Seung-Yeun Huh joue Robert Schumann (Solo musica)
Comme elle aime le faire, Seung-Yeun Huh vient de publier un disque centré sur un seul compositeur. Sa nouvelle monographie se concentre sur trois pièces de Robert Schumann.
Reconnaissons que ce qui l’a guidé dans le catalogue de Robert n’est pas très éclairé par le livret (en allemand – langue dans laquelle s’exprime la musicienne – et en anglais seulement).

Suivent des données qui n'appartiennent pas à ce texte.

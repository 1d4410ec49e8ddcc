//! Sticky/fixed element handling for full-page capture.
//!
//! Elements that do not scroll with the page would repeat in every tile of
//! a scroll-and-stitch capture. This crate discovers them, classifies them
//! (cookie banner, known widget, header, footer, sidebar, widget, other),
//! captures header/footer bands once for later recomposition, re-anchors
//! everything else into the document layer, and records every change with
//! a style snapshot sufficient for exact reversal.

pub mod classify;
pub mod errors;
pub mod handler;
pub mod models;

pub use classify::classify;
pub use errors::StickyError;
pub use handler::StickyGuard;
pub use models::*;
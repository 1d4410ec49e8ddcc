//! One-shot sticky handling pass and its reversal.

use std::io::Cursor;
use std::sync::Arc;

use image::GenericImageView;
use page_port::{
    DocumentAnchor, FixedElementInfo, PagePort, ScrollBehavior, ViewportCapture, ViewportMetrics,
};
use pageproof_core_types::{BandCapture, BandRole, Rect};
use tracing::{debug, warn};

use crate::classify::classify;
use crate::errors::StickyError;
use crate::models::{StickyAction, StickyClass, StickyElementRecord, StickyHandlingResult};

/// Discovers, classifies and neutralizes sticky elements, keeping enough
/// state to restore the page exactly.
///
/// `handle()` is one-shot: calling it again without `restore()` is an
/// error. `restore()` is safe to call even after a partial failure.
pub struct StickyGuard {
    port: Arc<dyn PagePort>,
    capture: Arc<dyn ViewportCapture>,
    records: Vec<StickyElementRecord>,
    active: bool,
}

impl StickyGuard {
    pub fn new(port: Arc<dyn PagePort>, capture: Arc<dyn ViewportCapture>) -> Self {
        Self {
            port,
            capture,
            records: Vec::new(),
            active: false,
        }
    }

    pub fn is_active(&self) -> bool {
        self.active
    }

    /// Run the one-time handling pass. Scrolls to the top to get
    /// scroll-independent coordinates and restores the caller's scroll
    /// position before returning.
    pub async fn handle(&mut self) -> Result<StickyHandlingResult, StickyError> {
        if self.active {
            return Err(StickyError::HandleAlreadyActive);
        }
        self.active = true;

        let caller_scroll = self.port.scroll_position().await?;
        self.port.scroll_to(0.0, ScrollBehavior::Instant).await?;
        let viewport = self.port.viewport().await?;
        let scroll_y = self.port.scroll_position().await?;
        let elements = self.port.fixed_elements().await?;

        let mut result = StickyHandlingResult::empty();
        for info in &elements {
            let class = classify(info, &viewport);
            debug!(
                target: "sticky-guard",
                selector = %info.selector,
                class = class.as_str(),
                "classified fixed element"
            );
            let outcome = self
                .neutralize(info, class, scroll_y, &viewport, &mut result)
                .await;
            if let Err(err) = outcome {
                warn!(
                    target: "sticky-guard",
                    selector = %info.selector,
                    %err,
                    "failed to neutralize element; leaving it in place"
                );
            }
        }

        self.port
            .scroll_to(caller_scroll, ScrollBehavior::Instant)
            .await?;

        result.records = self.records.clone();
        Ok(result)
    }

    /// Reverse every recorded change, newest first. Per-record failures
    /// are logged and skipped so a partial failure never blocks the rest.
    pub async fn restore(&mut self) -> Result<(), StickyError> {
        for record in self.records.iter().rev() {
            if let Err(err) = self.port.restore_style(&record.original_style).await {
                warn!(
                    target: "sticky-guard",
                    selector = %record.selector,
                    %err,
                    "restore failed for element"
                );
            }
        }
        self.records.clear();
        self.active = false;
        Ok(())
    }

    async fn neutralize(
        &mut self,
        info: &FixedElementInfo,
        class: StickyClass,
        scroll_y: f64,
        viewport: &ViewportMetrics,
        result: &mut StickyHandlingResult,
    ) -> Result<(), StickyError> {
        let snapshot = self.port.snapshot_style(info.handle).await?;

        let wants_band = match class {
            StickyClass::Header => result.header.is_none(),
            StickyClass::Footer => result.footer.is_none(),
            _ => false,
        };

        if wants_band {
            let role = if class == StickyClass::Header {
                BandRole::Header
            } else {
                BandRole::Footer
            };
            let band = self.capture_band(role, info.rect, viewport).await?;
            self.port.hide_element(info.handle).await?;
            match role {
                BandRole::Header => result.header = Some(band),
                BandRole::Footer => result.footer = Some(band),
            }
            self.records.push(StickyElementRecord {
                selector: info.selector.clone(),
                classification: class,
                original_style: snapshot,
                action: StickyAction::CapturedOnce,
            });
            result.modifications.push(format!(
                "{} {} captured once and removed from scrolling layers",
                class.as_str(),
                info.selector
            ));
            return Ok(());
        }

        let anchor = DocumentAnchor {
            x: info.rect.x,
            y: info.rect.y + scroll_y,
            width: info.rect.width,
            height: info.rect.height,
            z_index: info.z_index,
        };
        let action = match self.port.pin_to_document(info.handle, anchor).await {
            Ok(()) => StickyAction::Repositioned,
            Err(err) => {
                // Re-anchoring can fail on exotic layouts; hiding is the
                // fallback neutralization.
                warn!(
                    target: "sticky-guard",
                    selector = %info.selector,
                    %err,
                    "re-anchor failed, hiding instead"
                );
                self.port.hide_element(info.handle).await?;
                StickyAction::Hidden
            }
        };
        self.records.push(StickyElementRecord {
            selector: info.selector.clone(),
            classification: class,
            original_style: snapshot,
            action,
        });
        result.modifications.push(match action {
            StickyAction::Repositioned => format!(
                "{} {} re-anchored to document position y={}",
                class.as_str(),
                info.selector,
                anchor.y
            ),
            _ => format!("{} {} hidden", class.as_str(), info.selector),
        });
        Ok(())
    }

    /// Capture the viewport once and crop the element's rectangle out of
    /// it at physical resolution.
    async fn capture_band(
        &self,
        role: BandRole,
        rect: Rect,
        viewport: &ViewportMetrics,
    ) -> Result<BandCapture, StickyError> {
        let bytes = self.capture.capture().await?;
        let img =
            image::load_from_memory(&bytes).map_err(|err| StickyError::Image(err.to_string()))?;
        let dpr = img.width() as f64 / viewport.width;

        let x = ((rect.x * dpr).round() as u32).min(img.width().saturating_sub(1));
        let y = ((rect.y * dpr).round() as u32).min(img.height().saturating_sub(1));
        let w = ((rect.width * dpr).round() as u32)
            .max(1)
            .min(img.width() - x);
        let h = ((rect.height * dpr).round() as u32)
            .max(1)
            .min(img.height() - y);

        let band = image::imageops::crop_imm(&img, x, y, w, h).to_image();
        let mut buf = Vec::new();
        band.write_to(&mut Cursor::new(&mut buf), image::ImageFormat::Png)
            .map_err(|err| StickyError::Image(err.to_string()))?;

        Ok(BandCapture {
            role,
            image_bytes: buf,
            logical_width: rect.width,
            logical_height: rect.height,
        })
    }
}
//! Per-capture session state.

use chrono::{DateTime, Utc};
use pageproof_core_types::{CaptureId, CaptureStage, TruncationReason, ViewportTile};
use sticky_guard::StickyHandlingResult;

use crate::result::CaptureScope;

/// State of one capture attempt, owned exclusively by the orchestrator
/// for the session's lifetime and discarded once the result is returned.
#[derive(Debug)]
pub struct CaptureSession {
    pub id: CaptureId,
    pub url: String,
    pub title: String,
    pub started_at: DateTime<Utc>,
    pub stage: CaptureStage,
    pub tiles: Vec<ViewportTile>,
    pub sticky: Option<StickyHandlingResult>,
    pub scope: Option<CaptureScope>,
    /// Caller scroll position to restore during cleanup.
    pub original_scroll: f64,
    /// Body overflow value to restore during cleanup.
    pub original_overflow: String,
}

impl CaptureSession {
    pub fn new(url: String, title: String, original_scroll: f64, original_overflow: String) -> Self {
        Self {
            id: CaptureId::new(),
            url,
            title,
            started_at: Utc::now(),
            stage: CaptureStage::Initializing,
            tiles: Vec::new(),
            sticky: None,
            scope: None,
            original_scroll,
            original_overflow,
        }
    }

    /// Logical height covered by the tiles captured so far.
    pub fn captured_span(&self) -> f64 {
        self.tiles
            .last()
            .map(|tile| tile.scroll_offset_y + tile.height)
            .unwrap_or(0.0)
    }

    /// Mark the session truncated at the current tile set.
    pub fn truncate(&mut self, reason: TruncationReason) {
        let span = self.captured_span();
        if let Some(scope) = self.scope.as_mut() {
            scope.was_truncated = true;
            scope.truncation_reason = Some(reason);
            scope.captured_height = span;
        }
    }
}

#[cfg(test)]
mod tests {
    use super::*;

    fn tile(offset: f64, height: f64) -> ViewportTile {
        ViewportTile {
            scroll_offset_y: offset,
            crop_top: 0.0,
            image_bytes: vec![],
            width: 800.0,
            height,
            captured_at_dpr: 1.0,
        }
    }

    #[test]
    fn captured_span_follows_the_last_tile() {
        let mut session =
            CaptureSession::new("https://a.test".into(), "A".into(), 0.0, "visible".into());
        assert_eq!(session.captured_span(), 0.0);
        session.tiles.push(tile(0.0, 600.0));
        session.tiles.push(tile(600.0, 400.0));
        assert_eq!(session.captured_span(), 1_000.0);
    }

    #[test]
    fn truncate_rewrites_the_scope() {
        let mut session =
            CaptureSession::new("https://a.test".into(), "A".into(), 0.0, "visible".into());
        session.scope = Some(CaptureScope {
            total_page_height: 6_000.0,
            captured_height: 6_000.0,
            was_truncated: false,
            truncation_reason: None,
            infinite_scroll_detected: false,
            scroll_height_growth_ratio: 0.0,
        });
        session.tiles.push(tile(0.0, 600.0));
        session.truncate(TruncationReason::Timeout);

        let scope = session.scope.unwrap();
        assert!(scope.was_truncated);
        assert_eq!(scope.truncation_reason, Some(TruncationReason::Timeout));
        assert_eq!(scope.captured_height, 600.0);
    }
}
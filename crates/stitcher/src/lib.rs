//! Tile compositing for full-page capture.
//!
//! Takes the ordered viewport tiles produced by the capture loop plus the
//! one-time header/footer band captures and composites them into a single
//! raster at physical-pixel resolution. Because sticky elements were
//! neutralized before capture, tiles need no edge blending or overlap
//! trimming; the only geometry work is DPR scaling and band cropping.

pub mod compose;
pub mod errors;
pub mod models;

pub use compose::Stitcher;
pub use errors::StitchError;
pub use models::{StitchOptions, StitchedImage};
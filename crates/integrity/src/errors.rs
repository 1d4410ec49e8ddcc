use page_port::PortError;
use thiserror::Error;

#[derive(Debug, Error)]
pub enum IntegrityError {
    #[error("hash computation exceeded its time budget")]
    HashTimeout,

    #[error("hash task failed: {0}")]
    TaskFailed(String),

    #[error("page port error: {0}")]
    Port(#[from] PortError),

    #[error("metadata serialization failed: {0}")]
    Serialize(String),

    #[error("missing {0} snapshot")]
    MissingSnapshot(&'static str),
}
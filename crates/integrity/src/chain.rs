//! Before/after DOM-structure hash chain.

use page_port::PagePort;
use serde::{Deserialize, Serialize};
use tracing::{debug, warn};

use crate::errors::IntegrityError;
use crate::hash::HashService;
use crate::signature::{dom_signature, SignatureOptions};

/// The hashes attached to a finished capture. `integrity_verified` holds
/// exactly when the restored-state hash matches the original-state hash.
#[derive(Debug, Clone, Serialize, Deserialize)]
#[serde(rename_all = "camelCase")]
pub struct IntegrityHashes {
    pub original_state_hash: String,
    pub captured_image_hash: String,
    pub restored_state_hash: String,
    pub integrity_verified: bool,
}

/// Takes the original-state snapshot before any mutation and the
/// restored-state snapshot once restoration has finished, then folds both
/// into the final [`IntegrityHashes`].
///
/// A mismatch is not an engine failure: it signals that the live page
/// diverged from its pre-capture state (independent page activity), so it
/// is logged and surfaced, never fatal.
pub struct IntegrityHashChain {
    hasher: HashService,
    options: SignatureOptions,
    original: Option<String>,
    restored: Option<String>,
}

impl IntegrityHashChain {
    pub fn new(hasher: HashService, options: SignatureOptions) -> Self {
        Self {
            hasher,
            options,
            original: None,
            restored: None,
        }
    }

    /// Snapshot the page structure before any mutation.
    pub async fn snapshot_before(&mut self, port: &dyn PagePort) -> Result<String, IntegrityError> {
        let signature = dom_signature(port, &self.options).await?;
        let hash = self.hasher.hash_dom_signature(&signature).await?;
        debug!(target: "integrity-chain", hash = %hash, "original state snapshot");
        self.original = Some(hash.clone());
        Ok(hash)
    }

    /// Snapshot the page structure after restoration has finished.
    pub async fn snapshot_after(&mut self, port: &dyn PagePort) -> Result<String, IntegrityError> {
        let signature = dom_signature(port, &self.options).await?;
        let hash = self.hasher.hash_dom_signature(&signature).await?;
        debug!(target: "integrity-chain", hash = %hash, "restored state snapshot");
        self.restored = Some(hash.clone());
        Ok(hash)
    }

    /// Fold both snapshots and the stitched-image hash into the final
    /// record. Requires both snapshots to have been taken.
    pub fn finalize(&self, captured_image_hash: String) -> Result<IntegrityHashes, IntegrityError> {
        let original = self
            .original
            .clone()
            .ok_or(IntegrityError::MissingSnapshot("original"))?;
        let restored = self
            .restored
            .clone()
            .ok_or(IntegrityError::MissingSnapshot("restored"))?;
        let verified = original == restored;
        if !verified {
            warn!(
                target: "integrity-chain",
                original = %original,
                restored = %restored,
                "page structure diverged from its pre-capture state"
            );
        }
        Ok(IntegrityHashes {
            original_state_hash: original,
            captured_image_hash,
            restored_state_hash: restored,
            integrity_verified: verified,
        })
    }
}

L’interprète y explique avoir choisi des pièces « très contrastées mais qui ont en commun d’être à la fois complexes et simples, et parcourue par des émotions personnelles » – une telle banalité pourrait s’appliquer à peu ou prou tout Schumann, et pas qu’à lui ! On aurait préféré lire une analyse plus spécifique, plus subjective ou plus musicologique (pourquoi le piano plutôt que le pianoforte, par ex.). À défaut, laissons les mots de côté pour jouir de la musique…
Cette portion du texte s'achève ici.